-- RECORDS FOR THIS TASK follows --

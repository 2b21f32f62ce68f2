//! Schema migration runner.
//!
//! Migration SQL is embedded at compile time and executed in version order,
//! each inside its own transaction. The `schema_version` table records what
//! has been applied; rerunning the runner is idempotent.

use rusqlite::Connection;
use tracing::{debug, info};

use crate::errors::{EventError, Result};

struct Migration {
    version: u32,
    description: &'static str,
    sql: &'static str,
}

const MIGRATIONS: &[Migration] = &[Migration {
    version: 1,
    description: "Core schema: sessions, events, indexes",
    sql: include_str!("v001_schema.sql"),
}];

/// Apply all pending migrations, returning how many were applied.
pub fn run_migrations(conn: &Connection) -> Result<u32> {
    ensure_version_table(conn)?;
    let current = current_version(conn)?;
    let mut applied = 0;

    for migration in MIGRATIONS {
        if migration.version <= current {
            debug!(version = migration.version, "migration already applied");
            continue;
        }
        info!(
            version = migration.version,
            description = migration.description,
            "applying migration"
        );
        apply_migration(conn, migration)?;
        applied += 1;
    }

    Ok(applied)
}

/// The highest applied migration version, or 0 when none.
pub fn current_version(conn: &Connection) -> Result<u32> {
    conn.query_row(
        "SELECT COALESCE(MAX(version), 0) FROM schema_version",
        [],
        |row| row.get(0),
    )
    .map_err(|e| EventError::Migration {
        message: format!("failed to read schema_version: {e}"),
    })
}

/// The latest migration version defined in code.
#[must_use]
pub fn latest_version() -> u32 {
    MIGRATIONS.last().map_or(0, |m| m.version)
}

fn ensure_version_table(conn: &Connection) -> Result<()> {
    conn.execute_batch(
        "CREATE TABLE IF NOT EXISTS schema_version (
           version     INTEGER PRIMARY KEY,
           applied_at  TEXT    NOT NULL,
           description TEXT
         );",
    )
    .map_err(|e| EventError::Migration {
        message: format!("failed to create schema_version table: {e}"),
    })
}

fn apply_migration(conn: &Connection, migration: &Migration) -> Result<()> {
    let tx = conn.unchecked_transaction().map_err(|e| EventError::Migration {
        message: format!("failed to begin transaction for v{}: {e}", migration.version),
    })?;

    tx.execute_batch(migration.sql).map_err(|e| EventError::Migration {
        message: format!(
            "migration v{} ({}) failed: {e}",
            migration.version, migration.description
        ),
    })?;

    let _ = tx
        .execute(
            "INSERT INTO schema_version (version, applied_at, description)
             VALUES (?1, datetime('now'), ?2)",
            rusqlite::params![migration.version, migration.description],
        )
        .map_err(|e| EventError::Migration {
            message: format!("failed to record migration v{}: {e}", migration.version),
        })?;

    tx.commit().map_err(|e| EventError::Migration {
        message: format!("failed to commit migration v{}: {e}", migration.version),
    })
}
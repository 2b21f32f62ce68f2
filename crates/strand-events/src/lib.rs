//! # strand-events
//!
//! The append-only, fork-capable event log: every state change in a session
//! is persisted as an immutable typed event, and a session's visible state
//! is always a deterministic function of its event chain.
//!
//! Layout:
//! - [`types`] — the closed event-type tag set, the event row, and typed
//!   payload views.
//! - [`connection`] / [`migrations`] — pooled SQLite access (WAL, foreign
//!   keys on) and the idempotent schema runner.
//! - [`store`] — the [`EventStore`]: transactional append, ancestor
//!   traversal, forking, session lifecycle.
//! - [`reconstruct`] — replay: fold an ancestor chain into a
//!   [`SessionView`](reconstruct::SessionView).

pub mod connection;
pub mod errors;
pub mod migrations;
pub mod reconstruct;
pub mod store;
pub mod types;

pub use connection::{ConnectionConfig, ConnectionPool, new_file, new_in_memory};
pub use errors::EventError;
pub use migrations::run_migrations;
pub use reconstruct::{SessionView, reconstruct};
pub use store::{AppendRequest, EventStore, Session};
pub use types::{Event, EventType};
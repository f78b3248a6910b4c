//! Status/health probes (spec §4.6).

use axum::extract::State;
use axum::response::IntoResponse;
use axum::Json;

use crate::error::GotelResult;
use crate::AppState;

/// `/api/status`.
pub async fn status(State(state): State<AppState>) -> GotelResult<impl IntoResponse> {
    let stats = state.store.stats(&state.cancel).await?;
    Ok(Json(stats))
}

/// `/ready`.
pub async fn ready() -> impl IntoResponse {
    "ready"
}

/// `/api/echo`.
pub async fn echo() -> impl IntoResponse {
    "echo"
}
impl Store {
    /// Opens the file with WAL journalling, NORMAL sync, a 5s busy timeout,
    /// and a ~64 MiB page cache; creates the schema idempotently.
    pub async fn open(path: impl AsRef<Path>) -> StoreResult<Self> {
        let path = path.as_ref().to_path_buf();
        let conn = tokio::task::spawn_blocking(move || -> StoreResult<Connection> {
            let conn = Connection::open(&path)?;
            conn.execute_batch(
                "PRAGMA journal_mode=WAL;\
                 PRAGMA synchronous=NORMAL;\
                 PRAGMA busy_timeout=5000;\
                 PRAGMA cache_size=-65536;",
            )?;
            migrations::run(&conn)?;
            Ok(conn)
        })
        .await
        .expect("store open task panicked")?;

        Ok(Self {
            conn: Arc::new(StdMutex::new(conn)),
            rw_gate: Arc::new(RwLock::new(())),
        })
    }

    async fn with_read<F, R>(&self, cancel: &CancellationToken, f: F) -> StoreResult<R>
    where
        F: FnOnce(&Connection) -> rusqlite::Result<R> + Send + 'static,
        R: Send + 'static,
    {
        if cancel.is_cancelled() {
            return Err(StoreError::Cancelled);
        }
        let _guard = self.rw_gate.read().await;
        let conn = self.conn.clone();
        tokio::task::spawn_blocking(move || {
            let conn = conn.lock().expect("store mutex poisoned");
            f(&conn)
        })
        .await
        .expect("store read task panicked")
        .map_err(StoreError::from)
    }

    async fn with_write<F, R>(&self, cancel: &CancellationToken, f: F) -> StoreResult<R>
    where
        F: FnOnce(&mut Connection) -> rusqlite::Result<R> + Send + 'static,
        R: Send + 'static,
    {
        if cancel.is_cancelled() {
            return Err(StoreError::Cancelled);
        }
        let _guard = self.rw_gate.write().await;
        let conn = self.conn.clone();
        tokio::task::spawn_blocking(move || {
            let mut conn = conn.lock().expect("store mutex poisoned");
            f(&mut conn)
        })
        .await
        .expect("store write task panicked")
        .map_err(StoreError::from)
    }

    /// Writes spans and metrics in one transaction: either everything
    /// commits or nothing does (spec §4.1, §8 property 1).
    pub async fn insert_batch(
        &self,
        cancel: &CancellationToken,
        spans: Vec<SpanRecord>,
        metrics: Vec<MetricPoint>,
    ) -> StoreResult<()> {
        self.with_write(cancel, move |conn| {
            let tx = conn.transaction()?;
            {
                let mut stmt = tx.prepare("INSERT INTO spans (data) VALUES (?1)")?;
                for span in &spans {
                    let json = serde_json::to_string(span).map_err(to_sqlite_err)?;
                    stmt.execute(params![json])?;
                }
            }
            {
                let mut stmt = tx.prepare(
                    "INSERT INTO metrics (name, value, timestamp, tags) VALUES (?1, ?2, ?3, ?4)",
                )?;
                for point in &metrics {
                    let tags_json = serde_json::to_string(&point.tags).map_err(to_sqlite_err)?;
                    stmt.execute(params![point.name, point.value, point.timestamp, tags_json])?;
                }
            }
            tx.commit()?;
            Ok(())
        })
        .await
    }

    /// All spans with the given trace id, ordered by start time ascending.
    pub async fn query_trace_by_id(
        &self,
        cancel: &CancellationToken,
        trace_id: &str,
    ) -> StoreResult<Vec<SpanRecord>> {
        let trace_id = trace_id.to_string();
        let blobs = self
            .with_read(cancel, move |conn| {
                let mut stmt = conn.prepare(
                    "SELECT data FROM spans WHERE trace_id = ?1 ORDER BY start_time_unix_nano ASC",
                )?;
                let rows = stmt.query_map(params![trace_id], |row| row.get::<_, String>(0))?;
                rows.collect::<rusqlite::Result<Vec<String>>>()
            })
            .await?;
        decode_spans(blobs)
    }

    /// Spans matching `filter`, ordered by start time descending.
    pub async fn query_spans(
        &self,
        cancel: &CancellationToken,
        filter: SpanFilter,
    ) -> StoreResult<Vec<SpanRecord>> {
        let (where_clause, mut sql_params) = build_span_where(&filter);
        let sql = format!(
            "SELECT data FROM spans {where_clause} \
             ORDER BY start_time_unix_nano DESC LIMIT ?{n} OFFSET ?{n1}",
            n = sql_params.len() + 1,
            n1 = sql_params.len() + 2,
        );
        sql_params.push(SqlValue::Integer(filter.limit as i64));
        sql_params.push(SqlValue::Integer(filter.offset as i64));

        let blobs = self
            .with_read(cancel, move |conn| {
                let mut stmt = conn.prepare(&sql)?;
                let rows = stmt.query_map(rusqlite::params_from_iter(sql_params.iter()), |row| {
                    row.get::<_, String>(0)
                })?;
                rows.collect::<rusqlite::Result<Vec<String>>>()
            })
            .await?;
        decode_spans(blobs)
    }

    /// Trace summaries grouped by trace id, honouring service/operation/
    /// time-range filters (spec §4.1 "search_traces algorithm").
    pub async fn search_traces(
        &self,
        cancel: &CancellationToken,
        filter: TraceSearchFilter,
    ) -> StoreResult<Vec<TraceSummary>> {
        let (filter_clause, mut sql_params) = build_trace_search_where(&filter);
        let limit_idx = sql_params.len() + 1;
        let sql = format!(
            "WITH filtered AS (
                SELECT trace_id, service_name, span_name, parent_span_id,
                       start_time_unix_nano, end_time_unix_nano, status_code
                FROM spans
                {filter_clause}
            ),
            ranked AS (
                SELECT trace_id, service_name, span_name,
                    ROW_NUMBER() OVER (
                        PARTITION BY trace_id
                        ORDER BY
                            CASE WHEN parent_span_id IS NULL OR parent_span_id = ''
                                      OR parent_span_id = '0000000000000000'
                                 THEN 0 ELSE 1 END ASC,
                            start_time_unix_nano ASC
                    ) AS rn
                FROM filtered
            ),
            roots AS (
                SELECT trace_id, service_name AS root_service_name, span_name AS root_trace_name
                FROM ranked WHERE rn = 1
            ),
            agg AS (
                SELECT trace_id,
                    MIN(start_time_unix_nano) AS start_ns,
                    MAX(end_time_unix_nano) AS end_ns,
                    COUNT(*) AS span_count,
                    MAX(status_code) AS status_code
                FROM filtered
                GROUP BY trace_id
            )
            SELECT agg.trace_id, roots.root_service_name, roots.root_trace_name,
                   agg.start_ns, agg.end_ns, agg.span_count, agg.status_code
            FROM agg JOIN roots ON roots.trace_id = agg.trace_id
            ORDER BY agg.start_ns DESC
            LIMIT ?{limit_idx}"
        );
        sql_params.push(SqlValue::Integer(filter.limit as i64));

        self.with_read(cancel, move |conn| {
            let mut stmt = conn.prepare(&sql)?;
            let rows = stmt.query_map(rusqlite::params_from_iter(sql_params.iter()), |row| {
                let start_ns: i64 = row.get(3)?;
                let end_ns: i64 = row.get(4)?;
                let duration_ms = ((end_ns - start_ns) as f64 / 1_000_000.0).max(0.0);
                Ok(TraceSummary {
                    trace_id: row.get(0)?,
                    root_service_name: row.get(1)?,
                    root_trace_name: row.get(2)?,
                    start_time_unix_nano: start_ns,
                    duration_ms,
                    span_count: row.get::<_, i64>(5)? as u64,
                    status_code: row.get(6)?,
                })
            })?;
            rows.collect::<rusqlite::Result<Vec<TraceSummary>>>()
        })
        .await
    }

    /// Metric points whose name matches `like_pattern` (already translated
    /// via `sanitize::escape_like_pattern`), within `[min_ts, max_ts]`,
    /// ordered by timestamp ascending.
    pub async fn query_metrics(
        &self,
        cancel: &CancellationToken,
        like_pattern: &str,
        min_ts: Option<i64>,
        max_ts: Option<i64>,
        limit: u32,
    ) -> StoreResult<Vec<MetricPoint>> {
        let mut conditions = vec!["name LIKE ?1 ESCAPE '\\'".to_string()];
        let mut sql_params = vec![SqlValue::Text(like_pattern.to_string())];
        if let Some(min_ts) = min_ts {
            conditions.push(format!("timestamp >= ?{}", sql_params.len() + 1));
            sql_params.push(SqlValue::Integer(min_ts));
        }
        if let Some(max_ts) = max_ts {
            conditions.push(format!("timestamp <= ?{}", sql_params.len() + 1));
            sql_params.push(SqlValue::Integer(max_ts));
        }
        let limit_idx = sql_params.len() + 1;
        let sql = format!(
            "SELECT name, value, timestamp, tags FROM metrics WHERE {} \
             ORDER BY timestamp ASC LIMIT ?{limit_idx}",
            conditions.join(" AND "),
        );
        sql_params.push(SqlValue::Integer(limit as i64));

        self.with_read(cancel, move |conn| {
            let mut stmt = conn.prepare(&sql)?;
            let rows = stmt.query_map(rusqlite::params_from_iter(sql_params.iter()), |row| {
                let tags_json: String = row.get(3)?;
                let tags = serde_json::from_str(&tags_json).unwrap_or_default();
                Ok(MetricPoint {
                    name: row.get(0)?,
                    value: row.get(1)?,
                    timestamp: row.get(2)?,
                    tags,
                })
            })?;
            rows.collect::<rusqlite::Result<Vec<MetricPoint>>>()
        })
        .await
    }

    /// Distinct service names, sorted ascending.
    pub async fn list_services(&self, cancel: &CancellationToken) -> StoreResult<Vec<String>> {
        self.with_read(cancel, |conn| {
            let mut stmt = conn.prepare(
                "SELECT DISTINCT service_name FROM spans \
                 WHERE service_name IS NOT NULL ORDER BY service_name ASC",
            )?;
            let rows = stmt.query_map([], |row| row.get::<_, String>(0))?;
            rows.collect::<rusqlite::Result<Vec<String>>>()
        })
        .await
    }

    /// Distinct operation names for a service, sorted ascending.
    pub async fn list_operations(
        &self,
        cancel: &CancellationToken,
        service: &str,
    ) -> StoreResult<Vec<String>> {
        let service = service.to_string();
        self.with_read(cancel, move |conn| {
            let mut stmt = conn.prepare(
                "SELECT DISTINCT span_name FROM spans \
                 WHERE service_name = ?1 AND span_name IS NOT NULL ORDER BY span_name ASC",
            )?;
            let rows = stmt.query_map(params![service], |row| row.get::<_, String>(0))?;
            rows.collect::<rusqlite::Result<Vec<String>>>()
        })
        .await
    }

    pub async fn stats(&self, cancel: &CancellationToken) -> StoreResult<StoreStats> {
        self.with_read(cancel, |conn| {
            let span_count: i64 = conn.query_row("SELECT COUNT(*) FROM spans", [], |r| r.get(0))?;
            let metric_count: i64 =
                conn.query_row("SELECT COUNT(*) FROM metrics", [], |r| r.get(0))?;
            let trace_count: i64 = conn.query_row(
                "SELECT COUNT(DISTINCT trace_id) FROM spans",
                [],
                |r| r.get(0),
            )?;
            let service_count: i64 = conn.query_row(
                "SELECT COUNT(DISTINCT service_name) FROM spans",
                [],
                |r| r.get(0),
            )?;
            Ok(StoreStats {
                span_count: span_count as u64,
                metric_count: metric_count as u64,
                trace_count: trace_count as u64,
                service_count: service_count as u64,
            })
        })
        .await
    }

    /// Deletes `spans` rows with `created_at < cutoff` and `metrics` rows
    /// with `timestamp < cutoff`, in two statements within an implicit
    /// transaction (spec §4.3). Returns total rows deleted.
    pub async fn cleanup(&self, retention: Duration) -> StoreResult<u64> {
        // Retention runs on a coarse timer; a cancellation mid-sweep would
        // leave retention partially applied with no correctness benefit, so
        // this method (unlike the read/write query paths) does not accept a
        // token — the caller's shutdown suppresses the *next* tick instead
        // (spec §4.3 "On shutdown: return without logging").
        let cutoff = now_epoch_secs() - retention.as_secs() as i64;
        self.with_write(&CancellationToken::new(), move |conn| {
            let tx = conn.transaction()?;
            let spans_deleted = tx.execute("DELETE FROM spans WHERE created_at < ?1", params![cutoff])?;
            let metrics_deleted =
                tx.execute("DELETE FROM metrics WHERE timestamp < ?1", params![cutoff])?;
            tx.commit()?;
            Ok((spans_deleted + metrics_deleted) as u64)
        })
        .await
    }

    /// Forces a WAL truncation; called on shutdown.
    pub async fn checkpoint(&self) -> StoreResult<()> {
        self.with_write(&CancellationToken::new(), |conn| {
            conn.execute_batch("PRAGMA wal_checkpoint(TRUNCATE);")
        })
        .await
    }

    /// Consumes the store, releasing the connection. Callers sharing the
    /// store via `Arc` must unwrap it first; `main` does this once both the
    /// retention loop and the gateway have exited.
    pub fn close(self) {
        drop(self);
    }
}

-- RECORDS FOR THIS TASK concluded --

YOUR TASK: In the listing above, count the lines that contain "failed". Give the number and nothing else.

RESPONSE BELOW: 6